• AIM OF THE TASK:
Print every entry exactly as written.

---- EXERCISE DATA

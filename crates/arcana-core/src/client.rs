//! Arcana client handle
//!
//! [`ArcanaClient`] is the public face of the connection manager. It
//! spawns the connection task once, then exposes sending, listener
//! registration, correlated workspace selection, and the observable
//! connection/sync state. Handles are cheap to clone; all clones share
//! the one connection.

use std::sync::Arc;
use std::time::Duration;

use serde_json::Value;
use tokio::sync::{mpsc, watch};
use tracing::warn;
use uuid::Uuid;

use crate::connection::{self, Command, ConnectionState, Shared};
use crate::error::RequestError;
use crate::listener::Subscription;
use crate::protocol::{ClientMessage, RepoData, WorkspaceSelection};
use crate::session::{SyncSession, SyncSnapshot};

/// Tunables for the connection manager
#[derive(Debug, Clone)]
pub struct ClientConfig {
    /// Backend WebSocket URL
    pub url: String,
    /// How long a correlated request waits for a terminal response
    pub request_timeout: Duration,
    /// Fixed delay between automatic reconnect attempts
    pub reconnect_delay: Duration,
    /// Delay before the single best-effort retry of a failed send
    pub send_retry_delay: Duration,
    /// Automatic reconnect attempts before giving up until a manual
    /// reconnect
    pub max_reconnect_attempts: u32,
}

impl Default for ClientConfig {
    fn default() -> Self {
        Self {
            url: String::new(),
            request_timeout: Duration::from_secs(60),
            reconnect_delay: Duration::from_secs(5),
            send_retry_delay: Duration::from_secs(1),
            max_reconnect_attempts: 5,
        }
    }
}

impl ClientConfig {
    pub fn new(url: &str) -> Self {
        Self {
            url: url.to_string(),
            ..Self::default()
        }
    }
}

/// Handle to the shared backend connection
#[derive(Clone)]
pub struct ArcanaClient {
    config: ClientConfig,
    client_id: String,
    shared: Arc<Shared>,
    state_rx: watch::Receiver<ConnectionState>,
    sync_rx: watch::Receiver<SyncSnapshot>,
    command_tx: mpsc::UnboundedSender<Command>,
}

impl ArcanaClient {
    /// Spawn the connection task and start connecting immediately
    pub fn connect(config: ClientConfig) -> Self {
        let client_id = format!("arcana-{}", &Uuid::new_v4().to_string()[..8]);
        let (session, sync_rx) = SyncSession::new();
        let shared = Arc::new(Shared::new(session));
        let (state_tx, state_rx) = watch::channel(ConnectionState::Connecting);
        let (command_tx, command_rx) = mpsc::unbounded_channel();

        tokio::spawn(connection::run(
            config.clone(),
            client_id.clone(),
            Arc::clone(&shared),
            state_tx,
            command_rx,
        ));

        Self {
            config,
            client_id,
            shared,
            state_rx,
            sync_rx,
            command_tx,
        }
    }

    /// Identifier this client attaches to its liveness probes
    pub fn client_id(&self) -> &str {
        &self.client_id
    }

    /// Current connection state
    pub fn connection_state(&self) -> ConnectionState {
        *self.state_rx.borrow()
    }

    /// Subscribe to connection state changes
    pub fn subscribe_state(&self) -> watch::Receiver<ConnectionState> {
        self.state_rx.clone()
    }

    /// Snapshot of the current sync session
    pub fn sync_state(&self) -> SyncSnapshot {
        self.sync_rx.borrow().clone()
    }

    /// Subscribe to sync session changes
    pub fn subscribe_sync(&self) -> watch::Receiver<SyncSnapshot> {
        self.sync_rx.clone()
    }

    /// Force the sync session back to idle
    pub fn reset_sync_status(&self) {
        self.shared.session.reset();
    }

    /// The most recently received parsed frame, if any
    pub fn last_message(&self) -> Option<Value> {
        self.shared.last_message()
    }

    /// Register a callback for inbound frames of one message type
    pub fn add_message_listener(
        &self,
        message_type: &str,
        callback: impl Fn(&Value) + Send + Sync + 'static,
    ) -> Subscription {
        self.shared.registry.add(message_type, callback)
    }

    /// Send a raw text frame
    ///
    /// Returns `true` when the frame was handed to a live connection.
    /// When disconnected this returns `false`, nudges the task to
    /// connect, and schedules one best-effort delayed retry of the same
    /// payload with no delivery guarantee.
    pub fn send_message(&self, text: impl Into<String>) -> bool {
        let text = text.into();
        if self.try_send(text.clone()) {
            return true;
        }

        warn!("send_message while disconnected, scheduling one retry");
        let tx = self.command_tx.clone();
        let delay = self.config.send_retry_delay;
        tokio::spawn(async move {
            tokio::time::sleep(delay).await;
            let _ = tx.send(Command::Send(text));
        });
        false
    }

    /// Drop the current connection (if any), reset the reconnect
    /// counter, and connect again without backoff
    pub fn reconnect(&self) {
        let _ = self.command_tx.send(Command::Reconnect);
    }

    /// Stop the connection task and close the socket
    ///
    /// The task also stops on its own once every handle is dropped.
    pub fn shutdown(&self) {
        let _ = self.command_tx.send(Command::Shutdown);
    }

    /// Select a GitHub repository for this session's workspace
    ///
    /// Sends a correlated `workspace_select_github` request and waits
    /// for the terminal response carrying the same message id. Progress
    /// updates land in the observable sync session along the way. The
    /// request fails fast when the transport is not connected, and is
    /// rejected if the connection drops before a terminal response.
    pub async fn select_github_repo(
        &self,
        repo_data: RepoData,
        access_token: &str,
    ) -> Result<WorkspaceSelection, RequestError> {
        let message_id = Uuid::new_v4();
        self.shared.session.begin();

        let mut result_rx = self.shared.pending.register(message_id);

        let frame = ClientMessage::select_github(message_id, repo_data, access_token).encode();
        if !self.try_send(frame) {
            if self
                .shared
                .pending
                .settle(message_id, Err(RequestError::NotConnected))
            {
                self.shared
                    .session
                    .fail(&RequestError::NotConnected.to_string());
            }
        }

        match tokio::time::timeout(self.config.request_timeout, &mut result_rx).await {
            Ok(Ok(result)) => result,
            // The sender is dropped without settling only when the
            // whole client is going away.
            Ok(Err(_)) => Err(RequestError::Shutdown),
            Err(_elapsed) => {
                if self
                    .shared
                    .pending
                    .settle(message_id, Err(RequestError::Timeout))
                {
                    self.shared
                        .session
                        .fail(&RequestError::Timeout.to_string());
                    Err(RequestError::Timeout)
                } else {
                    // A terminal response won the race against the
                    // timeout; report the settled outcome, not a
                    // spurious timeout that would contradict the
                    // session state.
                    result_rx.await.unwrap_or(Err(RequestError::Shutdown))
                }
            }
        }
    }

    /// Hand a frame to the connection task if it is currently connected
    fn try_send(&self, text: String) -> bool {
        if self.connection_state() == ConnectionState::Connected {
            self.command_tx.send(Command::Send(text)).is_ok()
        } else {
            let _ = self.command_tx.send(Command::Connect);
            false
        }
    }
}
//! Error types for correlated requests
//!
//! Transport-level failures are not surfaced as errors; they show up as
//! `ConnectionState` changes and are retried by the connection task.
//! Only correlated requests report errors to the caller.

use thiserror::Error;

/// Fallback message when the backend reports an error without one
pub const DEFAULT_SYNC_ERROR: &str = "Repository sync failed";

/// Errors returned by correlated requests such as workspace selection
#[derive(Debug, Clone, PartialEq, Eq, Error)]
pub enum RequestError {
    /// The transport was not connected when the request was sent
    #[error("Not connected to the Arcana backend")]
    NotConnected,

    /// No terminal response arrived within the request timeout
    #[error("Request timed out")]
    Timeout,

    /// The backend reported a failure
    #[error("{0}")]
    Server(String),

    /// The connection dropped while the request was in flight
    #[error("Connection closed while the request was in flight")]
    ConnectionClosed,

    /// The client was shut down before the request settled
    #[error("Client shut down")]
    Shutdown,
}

--------

• WRITTEN RESPONSE:
filename crates/arcana-core/src/client.rs
//! Arcana client handle
//!
//! [`ArcanaClient`] is the public face of the connection manager. It
//! spawns the connection task once, then exposes sending, listener
//! registration, correlated workspace selection, and the observable
//! connection/sync state. Handles are cheap to clone; all clones share
//! the one connection.

use std::sync::Arc;
use std::time::Duration;

use serde_json::Value;
use tokio::sync::{mpsc, watch};
use tracing::warn;
use uuid::Uuid;

use crate::connection::{self, Command, ConnectionState, Shared};
use crate::error::RequestError;
use crate::listener::Subscription;
use crate::protocol::{ClientMessage, RepoData, WorkspaceSelection};
use crate::session::{SyncSession, SyncSnapshot};

/// Tunables for the connection manager
#[derive(Debug, Clone)]
pub struct ClientConfig {
    /// Backend WebSocket URL
    pub url: String,
    /// How long a correlated request waits for a terminal response
    pub request_timeout: Duration,
    /// Fixed delay between automatic reconnect attempts
    pub reconnect_delay: Duration,
    /// Delay before the single best-effort retry of a failed send
    pub send_retry_delay: Duration,
    /// Automatic reconnect attempts before giving up until a manual
    /// reconnect
    pub max_reconnect_attempts: u32,
}

impl Default for ClientConfig {
    fn default() -> Self {
        Self {
            url: String::new(),
            request_timeout: Duration::from_secs(60),
            reconnect_delay: Duration::from_secs(5),
            send_retry_delay: Duration::from_secs(1),
            max_reconnect_attempts: 5,
        }
    }
}

impl ClientConfig {
    pub fn new(url: &str) -> Self {
        Self {
            url: url.to_string(),
            ..Self::default()
        }
    }
}

/// Handle to the shared backend connection
#[derive(Clone)]
pub struct ArcanaClient {
    config: ClientConfig,
    client_id: String,
    shared: Arc<Shared>,
    state_rx: watch::Receiver<ConnectionState>,
    sync_rx: watch::Receiver<SyncSnapshot>,
    command_tx: mpsc::UnboundedSender<Command>,
}

impl ArcanaClient {
    /// Spawn the connection task and start connecting immediately
    pub fn connect(config: ClientConfig) -> Self {
        let client_id = format!("arcana-{}", &Uuid::new_v4().to_string()[..8]);
        let (session, sync_rx) = SyncSession::new();
        let shared = Arc::new(Shared::new(session));
        let (state_tx, state_rx) = watch::channel(ConnectionState::Connecting);
        let (command_tx, command_rx) = mpsc::unbounded_channel();

        tokio::spawn(connection::run(
            config.clone(),
            client_id.clone(),
            Arc::clone(&shared),
            state_tx,
            command_rx,
        ));

        Self {
            config,
            client_id,
            shared,
            state_rx,
            sync_rx,
            command_tx,
        }
    }

    /// Identifier this client attaches to its liveness probes
    pub fn client_id(&self) -> &str {
        &self.client_id
    }

    /// Current connection state
    pub fn connection_state(&self) -> ConnectionState {
        *self.state_rx.borrow()
    }

    /// Subscribe to connection state changes
    pub fn subscribe_state(&self) -> watch::Receiver<ConnectionState> {
        self.state_rx.clone()
    }

    /// Snapshot of the current sync session
    pub fn sync_state(&self) -> SyncSnapshot {
        self.sync_rx.borrow().clone()
    }

    /// Subscribe to sync session changes
    pub fn subscribe_sync(&self) -> watch::Receiver<SyncSnapshot> {
        self.sync_rx.clone()
    }

    /// Force the sync session back to idle
    pub fn reset_sync_status(&self) {
        self.shared.session.reset();
    }

    /// The most recently received parsed frame, if any
    pub fn last_message(&self) -> Option<Value> {
        self.shared.last_message()
    }

    /// Register a callback for inbound frames of one message type
    pub fn add_message_listener(
        &self,
        message_type: &str,
        callback: impl Fn(&Value) + Send + Sync + 'static,
    ) -> Subscription {
        self.shared.registry.add(message_type, callback)
    }

    /// Send a raw text frame
    ///
    /// Returns `true` when the frame was handed to a live connection.
    /// When disconnected this returns `false`, nudges the task to
    /// connect, and schedules one best-effort delayed retry of the same
    /// payload with no delivery guarantee.
    pub fn send_message(&self, text: impl Into<String>) -> bool {
        let text = text.into();
        if self.try_send(text.clone()) {
            return true;
        }

        warn!("send_message while disconnected, scheduling one retry");
        let tx = self.command_tx.clone();
        let delay = self.config.send_retry_delay;
        tokio::spawn(async move {
            tokio::time::sleep(delay).await;
            let _ = tx.send(Command::Send(text));
        });
        false
    }

    /// Drop the current connection (if any), reset the reconnect
    /// counter, and connect again without backoff
    pub fn reconnect(&self) {
        let _ = self.command_tx.send(Command::Reconnect);
    }

    /// Stop the connection task and close the socket
    ///
    /// The task also stops on its own once every handle is dropped.
    pub fn shutdown(&self) {
        let _ = self.command_tx.send(Command::Shutdown);
    }

    /// Select a GitHub repository for this session's workspace
    ///
    /// Sends a correlated `workspace_select_github` request and waits
    /// for the terminal response carrying the same message id. Progress
    /// updates land in the observable sync session along the way. The
    /// request fails fast when the transport is not connected, and is
    /// rejected if the connection drops before a terminal response.
    pub async fn select_github_repo(
        &self,
        repo_data: RepoData,
        access_token: &str,
    ) -> Result<WorkspaceSelection, RequestError> {
        let message_id = Uuid::new_v4();
        self.shared.session.begin();

        let mut result_rx = self.shared.pending.register(message_id);

        let frame = ClientMessage::select_github(message_id, repo_data, access_token).encode();
        if !self.try_send(frame) {
            if self
                .shared
                .pending
                .settle(message_id, Err(RequestError::NotConnected))
            {
                self.shared
                    .session
                    .fail(&RequestError::NotConnected.to_string());
            }
        }

        match tokio::time::timeout(self.config.request_timeout, &mut result_rx).await {
            Ok(Ok(result)) => result,
            // The sender is dropped without settling only when the
            // whole client is going away.
            Ok(Err(_)) => Err(RequestError::Shutdown),
            Err(_elapsed) => {
                if self
                    .shared
                    .pending
                    .settle(message_id, Err(RequestError::Timeout))
                {
                    self.shared
                        .session
                        .fail(&RequestError::Timeout.to_string());
                    Err(RequestError::Timeout)
                } else {
                    // A terminal response won the race against the
                    // timeout; report the settled outcome, not a
                    // spurious timeout that would contradict the
                    // session state.
                    result_rx.await.unwrap_or(Err(RequestError::Shutdown))
                }
            }
        }
    }

    /// Hand a frame to the connection task if it is currently connected
    fn try_send(&self, text: String) -> bool {
        if self.connection_state() == ConnectionState::Connected {
            self.command_tx.send(Command::Send(text)).is_ok()
        } else {
            let _ = self.command_tx.send(Command::Connect);
            false
        }
    }
}
//! Error types for correlated requests
//!
//! Transport-level failures are not surfaced as errors; they show up as
//! `ConnectionState` changes and are retried by the connection task.
//! Only correlated requests report errors to the caller.

use thiserror::Error;

/// Fallback message when the backend reports an error without one
pub const DEFAULT_SYNC_ERROR: &str = "Repository sync failed";

/// Errors returned by correlated requests such as workspace selection
#[derive(Debug, Clone, PartialEq, Eq, Error)]
pub enum RequestError {
    /// The transport was not connected when the request was sent
    #[error("Not connected to the Arcana backend")]
    NotConnected,

    /// No terminal response arrived within the request timeout
    #[error("Request timed out")]
    Timeout,

    /// The backend reported a failure
    #[error("{0}")]
    Server(String),

    /// The connection dropped while the request was in flight
    #[error("Connection closed while the request was in flight")]
    ConnectionClosed,

    /// The client was shut down before the request settled
    #[error("Client shut down")]
    Shutdown,
}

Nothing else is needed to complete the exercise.